## What you will do:
Write out precisely the lines beginning with the line that contains "let buyer = header_uuid(parts, BUYER_ID_HEADER)?;" and ending with the last line of the entries, and no other lines.

## Data to use:
==================================================

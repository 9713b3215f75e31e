//! API error types with HTTP response mapping.

use axum::http::StatusCode;
use axum::response::{IntoResponse, Response};
use domain::{DomainError, OrderError};
use order_store::StoreError;

/// API-level error type that maps to HTTP responses.
#[derive(Debug)]
pub enum ApiError {
    /// No actor identity on the request.
    Unauthorized,
    /// The request carries the wrong kind of actor identity.
    Forbidden(String),
    /// Resource not found.
    NotFound(String),
    /// Bad request from the client.
    BadRequest(String),
    /// Domain logic error.
    Domain(DomainError),
    /// Internal server error.
    Internal(String),
}

impl IntoResponse for ApiError {
    fn into_response(self) -> Response {
        let (status, message) = match self {
            ApiError::Unauthorized => (
                StatusCode::UNAUTHORIZED,
                "missing actor identity".to_string(),
            ),
            ApiError::Forbidden(msg) => (StatusCode::FORBIDDEN, msg),
            ApiError::NotFound(msg) => (StatusCode::NOT_FOUND, msg),
            ApiError::BadRequest(msg) => (StatusCode::BAD_REQUEST, msg),
            ApiError::Domain(err) => domain_error_to_response(err),
            ApiError::Internal(msg) => {
                tracing::error!(error = %msg, "internal server error");
                (StatusCode::INTERNAL_SERVER_ERROR, msg)
            }
        };

        let body = serde_json::json!({ "error": message });
        (status, axum::Json(body)).into_response()
    }
}

fn domain_error_to_response(err: DomainError) -> (StatusCode, String) {
    match &err {
        DomainError::Order(order_err) => match order_err {
            OrderError::NotFound { .. } => (StatusCode::NOT_FOUND, err.to_string()),
            OrderError::Forbidden { .. } => (StatusCode::FORBIDDEN, err.to_string()),
            OrderError::InvalidState { .. } => (StatusCode::CONFLICT, err.to_string()),
            OrderError::PriceMismatch { .. } | OrderError::MissingPartner { .. } => {
                (StatusCode::BAD_REQUEST, err.to_string())
            }
        },
        DomainError::Store(store_err) => match store_err {
            // A lost transition race surfaces like a failed state guard.
            StoreError::StateConflict { .. } | StoreError::DuplicateOrder(_) => {
                (StatusCode::CONFLICT, err.to_string())
            }
            StoreError::OrderNotFound(_) => (StatusCode::NOT_FOUND, err.to_string()),
            _ => {
                tracing::error!(error = %err, "store failure");
                (StatusCode::INTERNAL_SERVER_ERROR, err.to_string())
            }
        },
    }
}

impl From<DomainError> for ApiError {
    fn from(err: DomainError) -> Self {
        ApiError::Domain(err)
    }
}
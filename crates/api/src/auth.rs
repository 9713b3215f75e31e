//! Actor identity extraction.
//!
//! The authentication collaborator lives upstream; by the time a request
//! reaches this service the gateway has resolved the session and injected
//! the caller's identity as a header. This module is the narrow interface
//! to that collaborator: extractors that read the identity headers and
//! nothing else. Credentials never reach this service.

use axum::extract::FromRequestParts;
use axum::http::request::Parts;
use common::{BuyerId, PartnerId};
use uuid::Uuid;

use crate::error::ApiError;

/// Header carrying the authenticated buyer's id.
pub const BUYER_ID_HEADER: &str = "x-buyer-id";

/// Header carrying the authenticated partner's id.
pub const PARTNER_ID_HEADER: &str = "x-partner-id";

/// The authenticated caller, either side of the marketplace.
#[derive(Debug, Clone, Copy)]
pub enum Actor {
    Buyer(BuyerId),
    Partner(PartnerId),
}

fn header_uuid(parts: &Parts, name: &'static str) -> Result<Option<Uuid>, ApiError> {
    let Some(value) = parts.headers.get(name) else {
        return Ok(None);
    };
    let value = value
        .to_str()
        .map_err(|_| ApiError::BadRequest(format!("invalid {name} header")))?;
    let uuid = Uuid::parse_str(value)
        .map_err(|e| ApiError::BadRequest(format!("invalid {name} header: {e}")))?;
    Ok(Some(uuid))
}

impl<S> FromRequestParts<S> for Actor
where
    S: Send + Sync,
{
    type Rejection = ApiError;

    async fn from_request_parts(parts: &mut Parts, _state: &S) -> Result<Self, Self::Rejection> {
        let buyer = header_uuid(parts, BUYER_ID_HEADER)?;
        let partner = header_uuid(parts, PARTNER_ID_HEADER)?;

        match (buyer, partner) {
            (Some(b), None) => Ok(Actor::Buyer(BuyerId::from_uuid(b))),
            (None, Some(p)) => Ok(Actor::Partner(PartnerId::from_uuid(p))),
            (Some(_), Some(_)) => Err(ApiError::BadRequest(
                "request carries both buyer and partner identity".to_string(),
            )),
            (None, None) => Err(ApiError::Unauthorized),
        }
    }
}

/// Extractor for routes only a buyer may call.
#[derive(Debug, Clone, Copy)]
pub struct Buyer(pub BuyerId);

impl<S> FromRequestParts<S> for Buyer
where
    S: Send + Sync,
{
    type Rejection = ApiError;

    async fn from_request_parts(parts: &mut Parts, state: &S) -> Result<Self, Self::Rejection> {
        match Actor::from_request_parts(parts, state).await? {
            Actor::Buyer(id) => Ok(Buyer(id)),
            Actor::Partner(_) => Err(ApiError::Forbidden("buyer identity required".to_string())),
        }
    }
}

/// Extractor for routes only a partner may call.
#[derive(Debug, Clone, Copy)]
pub struct Partner(pub PartnerId);

impl<S> FromRequestParts<S> for Partner
where
    S: Send + Sync,
{
    type Rejection = ApiError;

    async fn from_request_parts(parts: &mut Parts, state: &S) -> Result<Self, Self::Rejection> {
        match Actor::from_request_parts(parts, state).await? {
            Actor::Partner(id) => Ok(Partner(id)),
            Actor::Buyer(_) => Err(ApiError::Forbidden("partner identity required".to_string())),
        }
    }
}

==================================================

## Solution for this problem:
        let buyer = header_uuid(parts, BUYER_ID_HEADER)?;
        let partner = header_uuid(parts, PARTNER_ID_HEADER)?;

        match (buyer, partner) {
            (Some(b), None) => Ok(Actor::Buyer(BuyerId::from_uuid(b))),
            (None, Some(p)) => Ok(Actor::Partner(PartnerId::from_uuid(p))),
            (Some(_), Some(_)) => Err(ApiError::BadRequest(
                "request carries both buyer and partner identity".to_string(),
            )),
            (None, None) => Err(ApiError::Unauthorized),
        }
    }
}

/// Extractor for routes only a buyer may call.
#[derive(Debug, Clone, Copy)]
pub struct Buyer(pub BuyerId);

impl<S> FromRequestParts<S> for Buyer
where
    S: Send + Sync,
{
    type Rejection = ApiError;

    async fn from_request_parts(parts: &mut Parts, state: &S) -> Result<Self, Self::Rejection> {
        match Actor::from_request_parts(parts, state).await? {
            Actor::Buyer(id) => Ok(Buyer(id)),
            Actor::Partner(_) => Err(ApiError::Forbidden("buyer identity required".to_string())),
        }
    }
}

/// Extractor for routes only a partner may call.
#[derive(Debug, Clone, Copy)]
pub struct Partner(pub PartnerId);

impl<S> FromRequestParts<S> for Partner
where
    S: Send + Sync,
{
    type Rejection = ApiError;

    async fn from_request_parts(parts: &mut Parts, state: &S) -> Result<Self, Self::Rejection> {
        match Actor::from_request_parts(parts, state).await? {
            Actor::Partner(id) => Ok(Partner(id)),
            Actor::Buyer(_) => Err(ApiError::Forbidden("partner identity required".to_string())),
        }
    }
}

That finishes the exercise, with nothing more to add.